* [YOUR OBJECTIVE]: Give the lines below again exactly, starting with the line that holds "filename src/backend/auth/handlers/mod.rs" and going on through the line that holds "expires, so the".

* [EXERCISE INPUT]:

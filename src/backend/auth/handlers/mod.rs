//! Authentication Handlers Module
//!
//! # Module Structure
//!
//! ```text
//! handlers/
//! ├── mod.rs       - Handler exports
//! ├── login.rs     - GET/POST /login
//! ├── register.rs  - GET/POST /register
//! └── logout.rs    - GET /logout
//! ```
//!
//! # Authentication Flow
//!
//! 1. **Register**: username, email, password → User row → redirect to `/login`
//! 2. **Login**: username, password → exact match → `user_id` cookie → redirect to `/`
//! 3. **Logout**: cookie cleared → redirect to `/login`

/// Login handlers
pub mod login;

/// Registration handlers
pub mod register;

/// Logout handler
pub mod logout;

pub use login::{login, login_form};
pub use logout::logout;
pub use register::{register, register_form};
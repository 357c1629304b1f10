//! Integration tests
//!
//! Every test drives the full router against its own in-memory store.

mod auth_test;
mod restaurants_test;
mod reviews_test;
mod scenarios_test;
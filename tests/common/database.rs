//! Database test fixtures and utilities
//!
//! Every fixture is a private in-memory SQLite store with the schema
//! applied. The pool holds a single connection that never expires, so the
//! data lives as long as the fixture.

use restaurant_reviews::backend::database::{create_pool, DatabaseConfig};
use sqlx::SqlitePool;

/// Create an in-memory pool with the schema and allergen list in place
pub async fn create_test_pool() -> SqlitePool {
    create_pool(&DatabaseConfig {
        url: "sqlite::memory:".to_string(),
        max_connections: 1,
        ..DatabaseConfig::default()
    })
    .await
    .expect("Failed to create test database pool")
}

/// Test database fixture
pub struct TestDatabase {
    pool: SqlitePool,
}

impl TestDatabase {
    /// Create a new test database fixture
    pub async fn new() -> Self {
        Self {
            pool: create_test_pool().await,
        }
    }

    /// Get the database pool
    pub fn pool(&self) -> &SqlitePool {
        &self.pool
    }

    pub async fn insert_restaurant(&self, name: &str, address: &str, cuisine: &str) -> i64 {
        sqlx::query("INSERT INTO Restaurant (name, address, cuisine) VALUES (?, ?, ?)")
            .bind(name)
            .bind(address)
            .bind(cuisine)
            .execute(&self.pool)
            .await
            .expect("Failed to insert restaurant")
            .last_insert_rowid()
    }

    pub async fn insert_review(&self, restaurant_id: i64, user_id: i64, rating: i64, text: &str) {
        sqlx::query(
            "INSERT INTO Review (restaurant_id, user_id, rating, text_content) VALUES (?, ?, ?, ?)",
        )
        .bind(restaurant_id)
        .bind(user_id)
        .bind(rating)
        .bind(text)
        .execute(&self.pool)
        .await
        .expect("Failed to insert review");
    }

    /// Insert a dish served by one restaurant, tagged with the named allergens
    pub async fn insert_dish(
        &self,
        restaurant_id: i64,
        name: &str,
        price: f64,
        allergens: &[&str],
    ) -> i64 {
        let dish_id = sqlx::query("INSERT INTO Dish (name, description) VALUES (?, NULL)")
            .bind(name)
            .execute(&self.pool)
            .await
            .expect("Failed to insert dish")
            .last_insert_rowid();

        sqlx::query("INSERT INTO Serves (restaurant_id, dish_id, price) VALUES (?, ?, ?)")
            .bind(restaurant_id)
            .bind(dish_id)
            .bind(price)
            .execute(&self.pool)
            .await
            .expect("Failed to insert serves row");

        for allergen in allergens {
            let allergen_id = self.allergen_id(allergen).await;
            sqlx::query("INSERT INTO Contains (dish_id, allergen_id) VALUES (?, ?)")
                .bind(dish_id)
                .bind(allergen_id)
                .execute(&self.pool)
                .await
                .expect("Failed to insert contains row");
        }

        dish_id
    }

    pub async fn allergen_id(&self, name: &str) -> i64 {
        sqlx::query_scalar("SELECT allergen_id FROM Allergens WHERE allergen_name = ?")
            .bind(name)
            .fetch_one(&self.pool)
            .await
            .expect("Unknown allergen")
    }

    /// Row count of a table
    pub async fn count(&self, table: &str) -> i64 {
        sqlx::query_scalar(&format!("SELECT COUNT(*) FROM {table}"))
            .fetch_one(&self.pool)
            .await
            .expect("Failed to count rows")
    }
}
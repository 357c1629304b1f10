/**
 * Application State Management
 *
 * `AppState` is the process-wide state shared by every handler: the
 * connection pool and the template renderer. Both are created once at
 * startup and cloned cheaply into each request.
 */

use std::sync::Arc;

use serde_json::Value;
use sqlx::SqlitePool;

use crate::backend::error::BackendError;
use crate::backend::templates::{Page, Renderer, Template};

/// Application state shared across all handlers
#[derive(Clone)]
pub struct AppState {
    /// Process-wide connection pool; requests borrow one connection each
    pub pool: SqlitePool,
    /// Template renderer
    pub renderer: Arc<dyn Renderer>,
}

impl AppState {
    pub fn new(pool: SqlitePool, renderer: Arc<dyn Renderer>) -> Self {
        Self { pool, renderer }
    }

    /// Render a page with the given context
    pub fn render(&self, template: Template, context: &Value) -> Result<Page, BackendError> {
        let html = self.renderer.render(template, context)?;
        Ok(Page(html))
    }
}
---
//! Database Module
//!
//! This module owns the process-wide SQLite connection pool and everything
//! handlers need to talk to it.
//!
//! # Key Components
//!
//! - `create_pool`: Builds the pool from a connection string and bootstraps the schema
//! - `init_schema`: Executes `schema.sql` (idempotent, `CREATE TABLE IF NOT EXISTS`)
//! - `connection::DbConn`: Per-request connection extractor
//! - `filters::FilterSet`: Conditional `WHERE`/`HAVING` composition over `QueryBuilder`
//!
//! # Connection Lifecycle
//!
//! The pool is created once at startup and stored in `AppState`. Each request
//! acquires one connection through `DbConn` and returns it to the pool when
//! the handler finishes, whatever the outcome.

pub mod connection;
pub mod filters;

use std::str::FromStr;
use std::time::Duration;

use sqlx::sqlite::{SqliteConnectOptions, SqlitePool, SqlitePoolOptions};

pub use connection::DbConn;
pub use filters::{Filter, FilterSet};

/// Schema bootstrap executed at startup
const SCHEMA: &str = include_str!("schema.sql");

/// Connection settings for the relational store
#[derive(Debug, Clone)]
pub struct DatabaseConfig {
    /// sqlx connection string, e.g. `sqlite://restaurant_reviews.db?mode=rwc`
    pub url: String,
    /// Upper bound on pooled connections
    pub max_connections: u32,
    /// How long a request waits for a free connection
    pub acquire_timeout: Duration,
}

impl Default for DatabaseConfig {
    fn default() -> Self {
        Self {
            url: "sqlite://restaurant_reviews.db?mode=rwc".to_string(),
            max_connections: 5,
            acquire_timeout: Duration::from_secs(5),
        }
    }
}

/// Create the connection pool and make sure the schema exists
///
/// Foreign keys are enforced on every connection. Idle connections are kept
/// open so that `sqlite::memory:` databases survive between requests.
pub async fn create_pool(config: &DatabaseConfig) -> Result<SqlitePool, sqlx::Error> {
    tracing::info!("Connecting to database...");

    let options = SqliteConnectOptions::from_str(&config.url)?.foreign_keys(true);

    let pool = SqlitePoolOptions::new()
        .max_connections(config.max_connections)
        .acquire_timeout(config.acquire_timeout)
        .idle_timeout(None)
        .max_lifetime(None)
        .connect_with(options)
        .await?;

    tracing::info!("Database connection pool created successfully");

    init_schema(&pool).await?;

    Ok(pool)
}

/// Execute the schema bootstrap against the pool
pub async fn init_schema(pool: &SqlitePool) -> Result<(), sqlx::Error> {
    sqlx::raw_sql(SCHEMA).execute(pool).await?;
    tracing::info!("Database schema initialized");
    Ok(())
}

* [RESPONSE TO THIS EXERCISE]:
filename src/backend/auth/handlers/mod.rs
//! Authentication Handlers Module
//!
//! # Module Structure
//!
//! ```text
//! handlers/
//! ├── mod.rs       - Handler exports
//! ├── login.rs     - GET/POST /login
//! ├── register.rs  - GET/POST /register
//! └── logout.rs    - GET /logout
//! ```
//!
//! # Authentication Flow
//!
//! 1. **Register**: username, email, password → User row → redirect to `/login`
//! 2. **Login**: username, password → exact match → `user_id` cookie → redirect to `/`
//! 3. **Logout**: cookie cleared → redirect to `/login`

/// Login handlers
pub mod login;

/// Registration handlers
pub mod register;

/// Logout handler
pub mod logout;

pub use login::{login, login_form};
pub use logout::logout;
pub use register::{register, register_form};
repository 357c1629304b1f10
//! Integration tests
//!
//! Every test drives the full router against its own in-memory store.

mod auth_test;
mod restaurants_test;
mod reviews_test;
mod scenarios_test;
filename tests/common/database.rs
//! Database test fixtures and utilities
//!
//! Every fixture is a private in-memory SQLite store with the schema
//! applied. The pool holds a single connection that never expires, so the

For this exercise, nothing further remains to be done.